**ACTIVITY:** Go through the lines below and tally those containing the string "ToolRegistry". Respond with the number only.

**RECORDS SHOWN:**
--- START ---
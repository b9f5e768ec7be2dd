use serde_json::{json, Value};

use crate::errors::{ToolError, ToolResult};
use crate::models::tool::{ToolCall, ToolOutput};
use crate::tool_schema::{RegisteredTool, ToolRegistry};

/// Result of running the finalized tool calls of a stream against the registry.
#[derive(Debug, Clone, Default, PartialEq)]
pub struct DispatchOutcome {
    /// Values returned by local tools, in call order
    pub results: Vec<ToolOutput>,
    /// Calls with no local tool, left for the caller
    pub pending: Vec<ToolCall>,
}

/// Runs tool calls whose name matches a registered tool.
///
/// A tool that fails is dropped: it is logged, but neither retried nor reported as pending.
/// `surface_errors` reports the failure as a result carrying `{"error": ...}` instead.
pub struct ToolDispatcher<'a> {
    registry: &'a ToolRegistry,
    surface_errors: bool,
}

impl<'a> ToolDispatcher<'a> {
    pub fn new(registry: &'a ToolRegistry) -> Self {
        Self {
            registry,
            surface_errors: false,
        }
    }

    pub fn surface_errors(mut self, surface_errors: bool) -> Self {
        self.surface_errors = surface_errors;
        self
    }

    pub fn dispatch(&self, calls: Vec<ToolCall>) -> DispatchOutcome {
        let mut outcome = DispatchOutcome::default();

        for call in calls {
            let Some(tool) = self.registry.get(&call.name) else {
                outcome.pending.push(call);
                continue;
            };

            match invoke(tool, &call) {
                Ok(result) => outcome.results.push(ToolOutput {
                    id: call.id,
                    name: call.name,
                    result,
                }),
                Err(e) => {
                    tracing::error!("Tool '{}' (call {}) failed: {}", call.name, call.id, e);
                    if self.surface_errors {
                        outcome.results.push(ToolOutput {
                            id: call.id,
                            name: call.name,
                            result: json!({ "error": e.to_string() }),
                        });
                    }
                }
            }
        }

        outcome
    }
}

/// Call the tool with the argument object, which must name exactly the declared parameters.
fn invoke(tool: &RegisteredTool, call: &ToolCall) -> ToolResult<Value> {
    let arguments = call.arguments.as_object().ok_or_else(|| {
        ToolError::InvalidParameters(format!(
            "arguments for '{}' must be a json object, got {}",
            call.name, call.arguments
        ))
    })?;

    if let Some(missing) = tool
        .parameters
        .iter()
        .find(|param| !arguments.contains_key(param.as_str()))
    {
        return Err(ToolError::InvalidParameters(format!(
            "missing argument '{}'",
            missing
        )));
    }
    if let Some(unexpected) = arguments.keys().find(|key| !tool.parameters.contains(key)) {
        return Err(ToolError::InvalidParameters(format!(
            "unexpected argument '{}'",
            unexpected
        )));
    }

    (tool.handler)(arguments)
}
--- END ---
**FINISHED TASK:** 3